Happy Wren Day! The December episode of Beakuency featured “The Wren Song” by The Clancy Brothers & Tommy Mackem, and two “Hunt the Wren” recordings: instrumental version by Manx Folk Dance Society, and a song version by Sharron Kraus.
It has been one year for this radio program Beakuency. I have learned a lot from every local bird person I spoke with for this show, but particularly inspiring were the conversations with biologists. So we listen back to excerpts from two interviews with them: Anne Bloomfield of Hudson Valley Farm Hub, and Erik Kiviat of Hudsonia.

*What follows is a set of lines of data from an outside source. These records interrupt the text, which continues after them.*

// src/infrastructure/config.rs
use crate::constants::{DEFAULT_BASE_URL, DEFAULT_PAGE_TITLE};
use anyhow::{bail, Context, Result};
use serde::Deserialize;
use std::path::{Path, PathBuf};
use tracing::debug;

/// TOML configuration for the gallery client
#[derive(Debug, Clone, Deserialize, PartialEq, Default)]
pub struct Config {
    #[serde(default)]
    pub server: ServerConfig,
    #[serde(default)]
    pub page: PageConfig,
}

#[derive(Debug, Clone, Deserialize, PartialEq)]
pub struct ServerConfig {
    #[serde(default = "default_base_url")]
    pub base_url: String,
}

#[derive(Debug, Clone, Deserialize, PartialEq)]
pub struct PageConfig {
    #[serde(default = "default_title")]
    pub title: String,
}

fn default_base_url() -> String { DEFAULT_BASE_URL.to_string() }
fn default_title() -> String { DEFAULT_PAGE_TITLE.to_string() }

impl Default for ServerConfig {
    fn default() -> Self {
        Self {
            base_url: default_base_url(),
        }
    }
}

impl Default for PageConfig {
    fn default() -> Self {
        Self {
            title: default_title(),
        }
    }
}

impl Config {
    /// Load configuration from TOML file
    pub fn load(path: impl AsRef<Path>) -> Result<Self> {
        let path = path.as_ref();
        let content = std::fs::read_to_string(path)
            .with_context(|| format!("Failed to read config file {}", path.display()))?;

        let config: Config = toml::from_str(&content)
            .with_context(|| format!("Failed to parse TOML config {}", path.display()))?;

        Ok(config)
    }

    /// `<config_dir>/memo-gallery/config.toml`
    pub fn default_path() -> Option<PathBuf> {
        dirs::config_dir().map(|dir| dir.join("memo-gallery").join("config.toml"))
    }

    /// Load an explicit config file, or the default one if it exists.
    ///
    /// An explicit path must exist; a missing default file yields defaults.
    pub fn resolve(explicit: Option<&Path>) -> Result<Self> {
        match explicit {
            Some(path) => {
                if !path.exists() {
                    bail!("Config file not found: {}", path.display());
                }
                Self::load(path)
            }
            None => match Self::default_path() {
                Some(path) if path.exists() => {
                    debug!(?path, "Using default config file");
                    Self::load(path)
                }
                _ => Ok(Self::default()),
            },
        }
    }

    /// Apply command line overrides.
    pub fn with_base_url(mut self, base_url: Option<String>) -> Self {
        if let Some(url) = base_url {
            self.server.base_url = url;
        }
        self
    }
}
// src/infrastructure/mod.rs
pub mod config;
pub mod document;
pub mod http;
pub mod renderer;
pub mod terminal;

pub use config::Config;
pub use document::{FormField, HtmlDocument};
pub use http::HttpMemoClient;
pub use renderer::PageWriter;
pub use terminal::TerminalDialog;
//! SMTP delivery of the rendered digest.
//!
//! Recipients are addressed exclusively via Bcc so they stay hidden from
//! one another (blind distribution). `SMTP_SSL=true` (the default) uses
//! implicit TLS on the configured port; `false` switches to STARTTLS.

use crate::config::SmtpConfig;
use crate::error::DigestError;
use lettre::message::{Mailbox, Message, header};
use lettre::transport::smtp::AsyncSmtpTransport;
use lettre::transport::smtp::authentication::Credentials;
use lettre::{AsyncTransport, Tokio1Executor};
use tracing::{info, instrument};

/// Sends rendered digests over one configured SMTP relay.
pub struct DigestMailer {
    mailer: AsyncSmtpTransport<Tokio1Executor>,
    from: Mailbox,
    recipients: Vec<Mailbox>,
}

impl DigestMailer {
    /// Build the mailer from SMTP configuration.
    ///
    /// Address parsing and relay setup failures surface here, before any
    /// digest work is spent.
    pub fn new(config: &SmtpConfig) -> Result<Self, DigestError> {
        let creds = Credentials::new(config.user.clone(), config.password.clone());

        let builder = if config.use_ssl {
            AsyncSmtpTransport::<Tokio1Executor>::relay(&config.host)?
        } else {
            AsyncSmtpTransport::<Tokio1Executor>::starttls_relay(&config.host)?
        };
        let mailer = builder.port(config.port).credentials(creds).build();

        let from: Mailbox = config.mail_from.parse()?;
        let recipients = config
            .recipients
            .iter()
            .map(|addr| addr.parse::<Mailbox>())
            .collect::<Result<Vec<_>, _>>()?;
        if recipients.is_empty() {
            return Err(DigestError::Config("MAIL_TO has no recipients".to_string()));
        }

        Ok(Self {
            mailer,
            from,
            recipients,
        })
    }

    /// Send the digest text to every configured recipient, blind.
    #[instrument(level = "info", skip_all, fields(subject = %subject))]
    pub async fn send(&self, subject: &str, body: &str) -> Result<(), DigestError> {
        let mut builder = Message::builder()
            .from(self.from.clone())
            .subject(subject)
            .header(header::ContentType::TEXT_PLAIN);
        for recipient in &self.recipients {
            builder = builder.bcc(recipient.clone());
        }
        let message = builder.body(body.to_string())?;

        self.mailer.send(message).await?;
        info!(recipients = self.recipients.len(), "Digest email sent");
        Ok(())
    }
}

#[cfg(test)]
mod tests {
    use super::*;

    fn sample_config() -> SmtpConfig {
        SmtpConfig {
            host: "smtp.example.com".to_string(),
            port: 465,
            user: "sender@example.com".to_string(),
            password: "secret".to_string(),
            use_ssl: true,
            mail_from: "sender@example.com".to_string(),
            recipients: vec![
                "a@example.com".to_string(),
                "b@example.com".to_string(),
            ],
        }
    }

    #[test]
    fn test_mailer_builds_from_valid_config() {
        let mailer = DigestMailer::new(&sample_config()).unwrap();
        assert_eq!(mailer.recipients.len(), 2);
    }

    #[test]
    fn test_mailer_rejects_invalid_from_address() {
        let mut config = sample_config();
        config.mail_from = "not an address".to_string();
        assert!(matches!(
            DigestMailer::new(&config),
            Err(DigestError::Address(_))
        ));
    }

    #[test]
    fn test_mailer_rejects_empty_recipient_list() {
        let mut config = sample_config();
        config.recipients.clear();
        assert!(matches!(
            DigestMailer::new(&config),
            Err(DigestError::Config(_))
        ));
    }

    #[test]
    fn test_starttls_config_builds() {
        let mut config = sample_config();
        config.use_ssl = false;
        config.port = 587;
        assert!(DigestMailer::new(&config).is_ok());
    }
}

Listen to the full interviews:
Anne Bloomfield on Beakuency March 2023 episode
Erik Kiviat on Beakuency September 2023 episode
Also on the show: bird-inspired music released in 2023, including “Birds of Spring” by Simon Joyner, Michael Krassner & Fred Lonberg Holm, “The Dream Island Of Birds” by Mike Cooper, “Pigeon Tones for Eggflute” by Ecka Mordecai & Malvern Brume from a bird-inspired compilation Synthetic Bird Music (Mappa 2023), and Jim Denley “With Weather Volume 2: Gadigal Country” (Splitrec 2023).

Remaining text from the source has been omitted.